Justices decided to hold off on taking any action though, until a Legislative Council study committee wraps up its work on the issue early next year.
While he’s disappointed the system will remain in place for now, state Representative Marlin Schneider (D-Wisconsin Rapids) says it’s a good sign.
Schneider has been a frequent critic of the online database known as CCAP. He says the information it contains allows anyone with an internet connection to dig up dirt on their neighbors or friends, and it also makes it easier for employers or landlords to discriminate against someone who may not have actually be convicted of a crime.
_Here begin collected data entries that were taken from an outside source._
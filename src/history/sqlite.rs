//! SQLite history store
//!
//! One `weather_history` row per sample. Rows carry a `city_key` column
//! holding the normalized city so lookups agree with cache keys.

use std::str::FromStr;

use async_trait::async_trait;
use chrono::{DateTime, SecondsFormat, Utc};
use sqlx::sqlite::{SqliteConnectOptions, SqlitePoolOptions};
use sqlx::SqlitePool;
use tracing::{info, warn};

use crate::error::PersistenceError;
use crate::history::{HistoryRecord, HistoryStore};
use crate::weather::{normalize_city, WeatherSample};

#[derive(Debug, sqlx::FromRow)]
struct HistoryRow {
    id: i64,
    city: String,
    country: String,
    temperature: f64,
    feels_like: f64,
    humidity: i64,
    pressure: f64,
    wind_speed: f64,
    description: String,
    icon: String,
    captured_at: String,
}

impl TryFrom<HistoryRow> for HistoryRecord {
    type Error = PersistenceError;

    fn try_from(row: HistoryRow) -> Result<Self, Self::Error> {
        let humidity = u8::try_from(row.humidity)
            .map_err(|_| PersistenceError::Decode(format!("humidity {} out of range", row.humidity)))?;
        let captured_at = DateTime::parse_from_rfc3339(&row.captured_at)
            .map_err(|e| PersistenceError::Decode(format!("captured_at: {e}")))?
            .with_timezone(&Utc);

        Ok(HistoryRecord {
            id: row.id,
            sample: WeatherSample {
                city: row.city,
                country: row.country,
                temperature: row.temperature,
                feels_like: row.feels_like,
                humidity,
                pressure: row.pressure,
                wind_speed: row.wind_speed,
                description: row.description,
                icon: row.icon,
            },
            captured_at,
        })
    }
}

/// History kept in a SQLite database.
#[derive(Debug, Clone)]
pub struct SqliteHistoryStore {
    pool: SqlitePool,
}

impl SqliteHistoryStore {
    pub fn new(pool: SqlitePool) -> Self {
        Self { pool }
    }

    /// Opens (creating if needed) the database at `url` and ensures the schema.
    pub async fn connect(url: &str) -> Result<Self, PersistenceError> {
        let options = SqliteConnectOptions::from_str(url)?.create_if_missing(true);
        // Every connection to an in-memory database sees its own empty schema.
        let max_connections = if url.contains(":memory:") { 1 } else { 5 };

        let pool = SqlitePoolOptions::new()
            .max_connections(max_connections)
            .connect_with(options)
            .await?;

        let store = Self::new(pool);
        store.init_tables().await?;
        info!(url, "history database ready");
        Ok(store)
    }

    /// Creates the table and index if they do not exist yet.
    pub async fn init_tables(&self) -> Result<(), PersistenceError> {
        sqlx::query(
            r#"
            CREATE TABLE IF NOT EXISTS weather_history (
                id INTEGER PRIMARY KEY AUTOINCREMENT,
                city TEXT NOT NULL,
                city_key TEXT NOT NULL,
                country TEXT NOT NULL,
                temperature REAL NOT NULL,
                feels_like REAL NOT NULL,
                humidity INTEGER NOT NULL CHECK (humidity >= 0 AND humidity <= 100),
                pressure REAL NOT NULL,
                wind_speed REAL NOT NULL,
                description TEXT NOT NULL,
                icon TEXT NOT NULL,
                raw_data TEXT NOT NULL,
                captured_at TEXT NOT NULL
            )
            "#,
        )
        .execute(&self.pool)
        .await?;

        sqlx::query(
            "CREATE INDEX IF NOT EXISTS idx_weather_history_city \
             ON weather_history(city_key, captured_at)",
        )
        .execute(&self.pool)
        .await?;

        Ok(())
    }

    pub async fn close(&self) {
        self.pool.close().await;
        info!("history database closed");
    }
}

#[async_trait]
impl HistoryStore for SqliteHistoryStore {
    async fn save_sample(&self, sample: &WeatherSample) -> Result<HistoryRecord, PersistenceError> {
        let raw_data =
            serde_json::to_string(sample).map_err(|e| PersistenceError::Decode(e.to_string()))?;
        let captured_at = Utc::now();

        let result = sqlx::query(
            r#"
            INSERT INTO weather_history
                (city, city_key, country, temperature, feels_like, humidity, pressure,
                 wind_speed, description, icon, raw_data, captured_at)
            VALUES (?, ?, ?, ?, ?, ?, ?, ?, ?, ?, ?, ?)
            "#,
        )
        .bind(&sample.city)
        .bind(normalize_city(&sample.city))
        .bind(&sample.country)
        .bind(sample.temperature)
        .bind(sample.feels_like)
        .bind(i64::from(sample.humidity))
        .bind(sample.pressure)
        .bind(sample.wind_speed)
        .bind(&sample.description)
        .bind(&sample.icon)
        .bind(raw_data)
        // Fixed-width UTC text sorts chronologically.
        .bind(captured_at.to_rfc3339_opts(SecondsFormat::Micros, true))
        .execute(&self.pool)
        .await?;

        let id = result.last_insert_rowid();
        info!(city = %sample.city, id, "weather sample saved");

        Ok(HistoryRecord {
            id,
            sample: sample.clone(),
            captured_at,
        })
    }

    async fn get_history(&self, city: &str, limit: u32) -> Result<Vec<HistoryRecord>, PersistenceError> {
        let rows = sqlx::query_as::<_, HistoryRow>(
            r#"
            SELECT id, city, country, temperature, feels_like, humidity, pressure,
                   wind_speed, description, icon, captured_at
            FROM weather_history
            WHERE city_key = ?
            ORDER BY captured_at DESC, id DESC
            LIMIT ?
            "#,
        )
        .bind(normalize_city(city))
        .bind(i64::from(limit))
        .fetch_all(&self.pool)
        .await?;

        rows.into_iter().map(HistoryRecord::try_from).collect()
    }

    async fn health_check(&self) -> bool {
        match sqlx::query("SELECT 1").execute(&self.pool).await {
            Ok(_) => true,
            Err(e) => {
                warn!(error = %e, "history database health check failed");
                false
            }
        }
    }
}
//! Cache Store Module
//!
//! In-process cache engine: HashMap storage with TTL expiry, LRU eviction
//! under a capacity limit, and pattern-based key enumeration.

use std::collections::HashMap;

use tokio::time::Instant;

use crate::cache::{CacheEntry, KeyPattern, KeyTtl, RecencyIndex, StoreStats, MAX_KEY_LENGTH, MAX_VALUE_SIZE};
use crate::error::CacheError;

// == Cache Store ==
/// Key-value storage with LRU eviction and TTL support.
#[derive(Debug)]
pub struct CacheStore {
    entries: HashMap<String, CacheEntry>,
    recency: RecencyIndex,
    stats: StoreStats,
    max_entries: usize,
    /// TTL applied when a write does not name one
    default_ttl: u64,
}

impl CacheStore {
    // == Constructor ==
    /// Creates a store holding at most `max_entries` values.
    pub fn new(max_entries: usize, default_ttl: u64) -> Self {
        Self {
            entries: HashMap::new(),
            recency: RecencyIndex::new(),
            stats: StoreStats::new(max_entries),
            max_entries,
            default_ttl,
        }
    }

    // == Set ==
    /// Stores a value, replacing any previous one and resetting its TTL.
    ///
    /// When the store is at capacity the least recently used entry is
    /// evicted first.
    pub fn set(&mut self, key: String, value: String, ttl: Option<u64>) -> Result<(), CacheError> {
        if key.is_empty() {
            return Err(CacheError::InvalidRequest("Key cannot be empty".to_string()));
        }
        if key.len() > MAX_KEY_LENGTH {
            return Err(CacheError::InvalidRequest(format!(
                "Key exceeds maximum length of {} bytes",
                MAX_KEY_LENGTH
            )));
        }
        if value.len() > MAX_VALUE_SIZE {
            return Err(CacheError::InvalidRequest(format!(
                "Value exceeds maximum size of {} bytes",
                MAX_VALUE_SIZE
            )));
        }

        if !self.entries.contains_key(&key) && self.entries.len() >= self.max_entries {
            // Expired entries go before live ones are sacrificed.
            if self.purge_expired() == 0 {
                let evicted = self.recency.pop_oldest().ok_or_else(|| {
                    CacheError::CacheFull("Cache is full and eviction failed".to_string())
                })?;
                self.entries.remove(&evicted);
                self.stats.record_eviction();
            }
        }

        let entry = CacheEntry::new(value, Some(ttl.unwrap_or(self.default_ttl)));
        self.entries.insert(key.clone(), entry);
        self.recency.touch(&key);
        self.stats.set_total_entries(self.entries.len());

        Ok(())
    }

    // == Get ==
    /// Retrieves a live value.
    ///
    /// Expired entries are dropped on access and counted as misses.
    pub fn get(&mut self, key: &str) -> Result<String, CacheError> {
        let Some(entry) = self.entries.get(key) else {
            self.stats.record_miss();
            return Err(CacheError::NotFound(key.to_string()));
        };

        if entry.is_expired() {
            self.remove_entry(key);
            self.stats.record_expirations(1);
            self.stats.record_miss();
            return Err(CacheError::Expired(key.to_string()));
        }

        let value = entry.value.clone();
        self.stats.record_hit();
        self.recency.touch(key);
        Ok(value)
    }

    // == Delete ==
    pub fn delete(&mut self, key: &str) -> Result<(), CacheError> {
        match self.entries.get(key) {
            None => Err(CacheError::NotFound(key.to_string())),
            Some(entry) if entry.is_expired() => {
                self.remove_entry(key);
                self.stats.record_expirations(1);
                Err(CacheError::Expired(key.to_string()))
            }
            Some(_) => {
                self.remove_entry(key);
                Ok(())
            }
        }
    }

    // == Exists ==
    /// True if the key holds a live value. Does not touch recency or stats.
    pub fn contains(&self, key: &str) -> bool {
        self.entries
            .get(key)
            .is_some_and(|entry| !entry.is_expired())
    }

    // == TTL ==
    /// Remaining lifetime of a key. Does not touch recency or stats.
    pub fn ttl(&self, key: &str) -> KeyTtl {
        match self.entries.get(key) {
            Some(entry) if !entry.is_expired() => match entry.ttl_remaining() {
                Some(secs) => KeyTtl::Expires(secs),
                None => KeyTtl::Persistent,
            },
            _ => KeyTtl::Missing,
        }
    }

    // == Keys ==
    /// Live keys matching the pattern, sorted.
    pub fn keys(&self, pattern: &KeyPattern) -> Vec<String> {
        let now = Instant::now();
        let mut keys: Vec<String> = self
            .entries
            .iter()
            .filter(|(key, entry)| !entry.is_expired_at(now) && pattern.matches(key))
            .map(|(key, _)| key.clone())
            .collect();
        keys.sort();
        keys
    }

    // == Clear ==
    /// Removes every entry. Counters are kept.
    pub fn clear(&mut self) {
        self.entries.clear();
        self.recency.clear();
        self.stats.set_total_entries(0);
    }

    // == Stats ==
    pub fn stats(&self) -> StoreStats {
        let mut stats = self.stats.clone();
        stats.set_total_entries(self.entries.len());
        stats
    }

    // == Purge Expired ==
    /// Removes all expired entries and returns how many were dropped.
    pub fn purge_expired(&mut self) -> usize {
        let now = Instant::now();
        let expired: Vec<String> = self
            .entries
            .iter()
            .filter(|(_, entry)| entry.is_expired_at(now))
            .map(|(key, _)| key.clone())
            .collect();

        for key in &expired {
            self.entries.remove(key);
            self.recency.remove(key);
        }

        self.stats.record_expirations(expired.len());
        self.stats.set_total_entries(self.entries.len());
        expired.len()
    }

    pub fn len(&self) -> usize {
        self.entries.len()
    }

    #[allow(dead_code)]
    pub fn is_empty(&self) -> bool {
        self.entries.is_empty()
    }

    fn remove_entry(&mut self, key: &str) {
        self.entries.remove(key);
        self.recency.remove(key);
        self.stats.set_total_entries(self.entries.len());
    }
}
The Wisconsin Rapids Democrat has made several attempts to change how the database operates, including shutting off general access by members of the public. He’s been met with strong resistance though by open records advocates, including the press, who argue the system can’t be restricted without denying the public access to information about what the court system is doing.
The Legislative Council study committee is expected to finish a report by next spring on how to address the questions surrounding CCAP records and access. Schneider is optimistic they can propose a solution that will protect those who are “scarred for life” by false accusations that end up in the system and remain there for everyone to see.